Figure marquante du communisme et de l’antifascisme, tribun et meneur d’hommes, « le p’tit Julien » avait entamé sa carrière professionnelle à l’âge de 14 ans. Ouvrier-chaudronnier comme son père, tourneur de métaux (1899), il entre chez Cockerill puis au Val Saint-Lambert. Son implication dans la structuration du mouvement syndical naissant lui coûte son emploi à plusieurs reprises. Le groupe initial Relève-toi (1905) s’étend à plusieurs usines et deviendra la Centrale des Métallurgistes. Lahaut est choisi comme secrétaire permanent par ses camarades ouvriers (1908-1921) qui luttent aussi pour obtenir le droit au suffrage universel. Son engagement syndical lui vaut la prison (1913) quand éclate la Première Guerre mondiale. Se portant volontaire, il est versé dans les auto-canons et est envoyé sur le front russe, à l’instar de Marcel Thiry. Il y vivra la Révolution d’Octobre. À peine rentré (1918), imprégné des idéaux communistes et convaincu de la nécessité d’affilier son parti, le POB, à la troisième Internationale de Lénine, Lahaut se retrouve à la tête de plusieurs mouvements sociaux de l’après-guerre qui revendiquent fermement des améliorations salariales et des conditions de travail. Son jusqu’au-boutisme se heurte de plus en plus au réformisme adopté par le POB.

Après la longue (9 mois) grève d’Ougrée-Marihaye (9.000 ouvriers concernés) et un nouveau passage en prison, Julien Lahaut est exclu de sa centrale syndicale et du POB (1921). Il lance une nouvelle fédération syndicale, les Chevaliers du Travail, point de départ de la future Centrale révolutionnaire des Mineurs. Il adhère ensuite au Parti communiste (1923) créé deux ans plus tôt. La rupture est ainsi consommée avec le mouvement socialiste.

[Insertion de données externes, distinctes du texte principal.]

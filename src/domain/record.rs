//! Decoded chain records.
//!
//! The event-subscription/ABI-decoding collaborator delivers already-decoded
//! events and calls. Each record is an envelope (block/transaction
//! coordinates) plus a tagged payload. Historical contract versions emitted
//! different shapes for the same logical change (AddStrategy v1/v2, two
//! StrategyReported layouts); those stay distinct variants here and are
//! normalized into one canonical form before they reach the projection.

use serde::{Deserialize, Serialize};

use crate::domain::{Address, Amount, TimeMs, TxHash};

/// Block/transaction coordinates shared by every decoded event or call.
#[derive(Debug, Clone, PartialEq, Eq, Serialize, Deserialize)]
pub struct RecordContext {
    /// Emitting contract (events) or callee (calls).
    pub contract: Address,
    pub block_number: u64,
    /// Chain timestamp in seconds.
    pub timestamp: i64,
    pub tx_hash: TxHash,
    pub tx_index: u64,
    /// Log index of the event within its transaction; zero for calls.
    #[serde(default)]
    pub log_index: u64,
    /// Transaction sender.
    pub tx_from: Address,
    #[serde(default)]
    pub tx_to: Option<Address>,
    #[serde(default)]
    pub value: Amount,
    #[serde(default)]
    pub gas_price: Amount,
    #[serde(default)]
    pub gas_limit: Amount,
}

impl RecordContext {
    pub fn time_ms(&self) -> TimeMs {
        TimeMs::from_seconds(self.timestamp)
    }
}

/// One decoded event or call, ready for projection.
#[derive(Debug, Clone, PartialEq, Eq, Serialize, Deserialize)]
pub struct ChainRecord {
    #[serde(flatten)]
    pub ctx: RecordContext,
    pub payload: RecordPayload,
}

/// Canonical strategy-addition parameters.
///
/// The v2 event replaced `debtLimit`/`rateLimit` with a debt ratio and
/// per-harvest bounds; as in the historical model, the ratio lands in the
/// `debt_limit` slot and `rate_limit` is zero for v2 strategies.
#[derive(Debug, Clone, PartialEq, Eq)]
pub struct StrategyAddition {
    pub strategy: Address,
    pub debt_limit: Amount,
    pub rate_limit: Amount,
    pub min_debt_per_harvest: Amount,
    pub max_debt_per_harvest: Amount,
    pub performance_fee: Amount,
}

/// Canonical strategy-report parameters; `debt_paid` is zero for the
/// pre-0.3.2 event shape that lacked the field.
#[derive(Debug, Clone, PartialEq, Eq)]
pub struct StrategyReportParams {
    pub strategy: Address,
    pub gain: Amount,
    pub loss: Amount,
    pub total_gain: Amount,
    pub total_loss: Amount,
    pub total_debt: Amount,
    pub debt_added: Amount,
    pub debt_limit: Amount,
    pub debt_paid: Amount,
}

#[derive(Debug, Clone, PartialEq, Eq, Serialize, Deserialize)]
#[serde(tag = "kind", rename_all = "snake_case")]
pub enum RecordPayload {
    // -- vault events ------------------------------------------------------
    DepositEvent {
        recipient: Address,
        amount: Amount,
        shares: Amount,
    },
    WithdrawEvent {
        recipient: Address,
        amount: Amount,
        shares: Amount,
    },
    TransferEvent {
        sender: Address,
        receiver: Address,
        value: Amount,
    },
    /// AddStrategy shape used by vaults 0.1.0 through 0.3.1.
    StrategyAddedV1 {
        strategy: Address,
        debt_limit: Amount,
        rate_limit: Amount,
        performance_fee: Amount,
    },
    /// AddStrategy shape used by vaults 0.3.2 and up.
    StrategyAddedV2 {
        strategy: Address,
        debt_ratio: Amount,
        min_debt_per_harvest: Amount,
        max_debt_per_harvest: Amount,
        performance_fee: Amount,
    },
    /// StrategyReported shape for vaults 0.3.0 and 0.3.1 (no `debtPaid`).
    StrategyReportedV1 {
        strategy: Address,
        gain: Amount,
        loss: Amount,
        total_gain: Amount,
        total_loss: Amount,
        total_debt: Amount,
        debt_added: Amount,
        debt_limit: Amount,
    },
    /// StrategyReported shape for vaults 0.3.2 and up.
    StrategyReportedV2 {
        strategy: Address,
        gain: Amount,
        loss: Amount,
        total_gain: Amount,
        total_loss: Amount,
        total_debt: Amount,
        debt_added: Amount,
        debt_ratio: Amount,
        debt_paid: Amount,
    },
    StrategyMigrated {
        old_version: Address,
        new_version: Address,
    },
    UpdatePerformanceFee {
        performance_fee: Amount,
    },
    UpdateManagementFee {
        management_fee: Amount,
    },
    UpdateRewards {
        rewards: Address,
    },
    UpdateGuardian {
        guardian: Address,
    },
    UpdateManagement {
        management: Address,
    },
    UpdateGovernance {
        governance: Address,
    },
    UpdateDepositLimit {
        deposit_limit: Amount,
    },
    UpdateHealthCheck {
        health_check: Address,
    },
    StrategyAddedToQueue {
        strategy: Address,
    },
    StrategyRemovedFromQueue {
        strategy: Address,
    },
    UpdateWithdrawalQueue {
        queue: Vec<Address>,
    },
    StrategyUpdateMinDebtPerHarvest {
        strategy: Address,
        min_debt_per_harvest: Amount,
    },
    StrategyUpdateMaxDebtPerHarvest {
        strategy: Address,
        max_debt_per_harvest: Amount,
    },
    StrategyUpdatePerformanceFee {
        strategy: Address,
        performance_fee: Amount,
    },

    // -- vault calls (legacy, version-gated) -------------------------------
    /// `deposit()`, `deposit(uint256)` or `deposit(uint256,address)`.
    /// `amount` is absent for the no-argument shape; `shares_minted` is the
    /// call's return value.
    DepositCall {
        caller: Address,
        #[serde(default)]
        amount: Option<Amount>,
        #[serde(default)]
        recipient: Option<Address>,
        shares_minted: Amount,
    },
    /// `withdraw()`, `withdraw(uint256)`, `withdraw(uint256,address)` or
    /// `withdraw(uint256,address,uint256)`. `shares` is absent for the
    /// no-argument shape; `amount_withdrawn` is the call's return value.
    WithdrawCall {
        caller: Address,
        #[serde(default)]
        shares: Option<Amount>,
        #[serde(default)]
        recipient: Option<Address>,
        amount_withdrawn: Amount,
    },

    // -- strategy events / calls (contract = strategy address) -------------
    Harvested {
        profit: Amount,
        loss: Amount,
        debt_payment: Amount,
        debt_outstanding: Amount,
    },
    Cloned {
        clone: Address,
    },
    /// Covers both the `setHealthCheck` call and the SetHealthCheck event.
    SetHealthCheck {
        health_check: Address,
    },
    SetDoHealthCheck {
        do_health_check: bool,
    },
    EmergencyExitEnabled,
    UpdatedKeeper {
        keeper: Address,
    },
    UpdatedStrategist {
        strategist: Address,
    },
    UpdatedStrategyRewards {
        rewards: Address,
    },

    // -- registry events (contract = registry address) ---------------------
    NewRelease {
        release_id: u64,
        template: Address,
        api_version: String,
    },
    NewVault {
        vault: Address,
        deployment_id: u64,
        api_version: String,
    },
    NewExperimentalVault {
        vault: Address,
        token: Address,
        deployer: Address,
        api_version: String,
    },
    VaultTagged {
        vault: Address,
        tag: String,
    },
}

impl RecordPayload {
    /// Normalize the two AddStrategy shapes into one canonical record.
    pub fn as_strategy_addition(&self) -> Option<StrategyAddition> {
        match self {
            RecordPayload::StrategyAddedV1 {
                strategy,
                debt_limit,
                rate_limit,
                performance_fee,
            } => Some(StrategyAddition {
                strategy: strategy.clone(),
                debt_limit: debt_limit.clone(),
                rate_limit: rate_limit.clone(),
                min_debt_per_harvest: Amount::zero(),
                max_debt_per_harvest: Amount::zero(),
                performance_fee: performance_fee.clone(),
            }),
            RecordPayload::StrategyAddedV2 {
                strategy,
                debt_ratio,
                min_debt_per_harvest,
                max_debt_per_harvest,
                performance_fee,
            } => Some(StrategyAddition {
                strategy: strategy.clone(),
                debt_limit: debt_ratio.clone(),
                rate_limit: Amount::zero(),
                min_debt_per_harvest: min_debt_per_harvest.clone(),
                max_debt_per_harvest: max_debt_per_harvest.clone(),
                performance_fee: performance_fee.clone(),
            }),
            _ => None,
        }
    }

    /// Normalize the two StrategyReported shapes into one canonical record.
    pub fn as_strategy_report(&self) -> Option<StrategyReportParams> {
        match self {
            RecordPayload::StrategyReportedV1 {
                strategy,
                gain,
                loss,
                total_gain,
                total_loss,
                total_debt,
                debt_added,
                debt_limit,
            } => Some(StrategyReportParams {
                strategy: strategy.clone(),
                gain: gain.clone(),
                loss: loss.clone(),
                total_gain: total_gain.clone(),
                total_loss: total_loss.clone(),
                total_debt: total_debt.clone(),
                debt_added: debt_added.clone(),
                debt_limit: debt_limit.clone(),
                debt_paid: Amount::zero(),
            }),
            RecordPayload::StrategyReportedV2 {
                strategy,
                gain,
                loss,
                total_gain,
                total_loss,
                total_debt,
                debt_added,
                debt_ratio,
                debt_paid,
            } => Some(StrategyReportParams {
                strategy: strategy.clone(),
                gain: gain.clone(),
                loss: loss.clone(),
                total_gain: total_gain.clone(),
                total_loss: total_loss.clone(),
                total_debt: total_debt.clone(),
                debt_added: debt_added.clone(),
                debt_limit: debt_ratio.clone(),
                debt_paid: debt_paid.clone(),
            }),
            _ => None,
        }
    }
}

#[cfg(test)]
mod tests {
    use super::*;

    fn addr(n: u8) -> Address {
        Address::parse(&format!("0x{:040x}", n)).unwrap()
    }

    fn a(s: &str) -> Amount {
        Amount::from_str_canonical(s).unwrap()
    }

    #[test]
    fn test_strategy_added_v1_normalizes() {
        let payload = RecordPayload::StrategyAddedV1 {
            strategy: addr(9),
            debt_limit: a("1000"),
            rate_limit: a("50"),
            performance_fee: a("1000"),
        };
        let normalized = payload.as_strategy_addition().unwrap();
        assert_eq!(normalized.debt_limit, a("1000"));
        assert_eq!(normalized.rate_limit, a("50"));
        assert_eq!(normalized.min_debt_per_harvest, Amount::zero());
        assert_eq!(normalized.max_debt_per_harvest, Amount::zero());
    }

    #[test]
    fn test_strategy_added_v2_normalizes() {
        let payload = RecordPayload::StrategyAddedV2 {
            strategy: addr(9),
            debt_ratio: a("9500"),
            min_debt_per_harvest: a("1"),
            max_debt_per_harvest: a("100"),
            performance_fee: a("1000"),
        };
        let normalized = payload.as_strategy_addition().unwrap();
        assert_eq!(normalized.debt_limit, a("9500"));
        assert_eq!(normalized.rate_limit, Amount::zero());
        assert_eq!(normalized.min_debt_per_harvest, a("1"));
    }

    #[test]
    fn test_report_v1_synthesizes_zero_debt_paid() {
        let payload = RecordPayload::StrategyReportedV1 {
            strategy: addr(9),
            gain: a("10"),
            loss: a("0"),
            total_gain: a("10"),
            total_loss: a("0"),
            total_debt: a("100"),
            debt_added: a("0"),
            debt_limit: a("9500"),
        };
        let report = payload.as_strategy_report().unwrap();
        assert_eq!(report.debt_paid, Amount::zero());
    }

    #[test]
    fn test_record_json_roundtrip() {
        let record = ChainRecord {
            ctx: RecordContext {
                contract: addr(1),
                block_number: 11557079,
                timestamp: 1640995200,
                tx_hash: TxHash::parse(&format!("0x{:064x}", 7)).unwrap(),
                tx_index: 3,
                log_index: 2,
                tx_from: addr(2),
                tx_to: Some(addr(1)),
                value: Amount::zero(),
                gas_price: Amount::zero(),
                gas_limit: Amount::zero(),
            },
            payload: RecordPayload::DepositEvent {
                recipient: addr(2),
                amount: a("79056085"),
                shares: a("79056085"),
            },
        };
        let json = serde_json::to_string(&record).unwrap();
        let back: ChainRecord = serde_json::from_str(&json).unwrap();
        assert_eq!(record, back);
    }

    #[test]
    fn test_deposit_call_optional_fields_default() {
        let json = r#"{
            "contract": "0x0000000000000000000000000000000000000001",
            "block_number": 1,
            "timestamp": 1640995200,
            "tx_hash": "0x0000000000000000000000000000000000000000000000000000000000000007",
            "tx_index": 0,
            "tx_from": "0x0000000000000000000000000000000000000002",
            "payload": {
                "kind": "deposit_call",
                "caller": "0x0000000000000000000000000000000000000002",
                "shares_minted": "500"
            }
        }"#;
        let record: ChainRecord = serde_json::from_str(json).unwrap();
        match record.payload {
            RecordPayload::DepositCall { amount, recipient, .. } => {
                assert!(amount.is_none());
                assert!(recipient.is_none());
            }
            other => panic!("unexpected payload: {:?}", other),
        }
        assert_eq!(record.ctx.log_index, 0);
    }
}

Toujours à la pointe du combat, il mène encore les grèves de 1932 et de 1936, la grève des 500.000 ; dès 1933, il s’oppose à la montée du fascisme et du nazisme et, en 1936, se lance dans la lutte pour l’Espagne républicaine. Son combat lui vaut la confiance des électeurs de l’arrondissement de Liège : en 1932, il est l’un des trois premiers parlementaires communistes à siéger à la Chambre (avec Henri Glineur et Joseph Jacquemotte). Il sera régulièrement réélu (1932-1950). Lahaut peut compter sur un soutien populaire considérable et, malgré une certaine indiscipline, il s’impose aussi comme une figure de proue du Parti communiste : à la mort de Jacquemotte, il accède au secrétariat général du PCB et à la direction du quotidien La Voix du Peuple.

En 1938, Julien Lahaut préside la première Conférence des communistes wallons (Liège, 8 janvier). Identique à celui du congrès de la Concentration wallonne, l’ordre du jour des communistes wallons rejette la politique de neutralité et affirme que l’alliance avec la France est la seule chance pour le peuple wallon de protéger ses foyers. Néanmoins, en 1939, les positions du PCB influencées par Moscou sont moins tranchées et une certaine ambiguïté – entretenue par les anti-communistes –va régner jusqu’à l’attaque allemande de juin 1941.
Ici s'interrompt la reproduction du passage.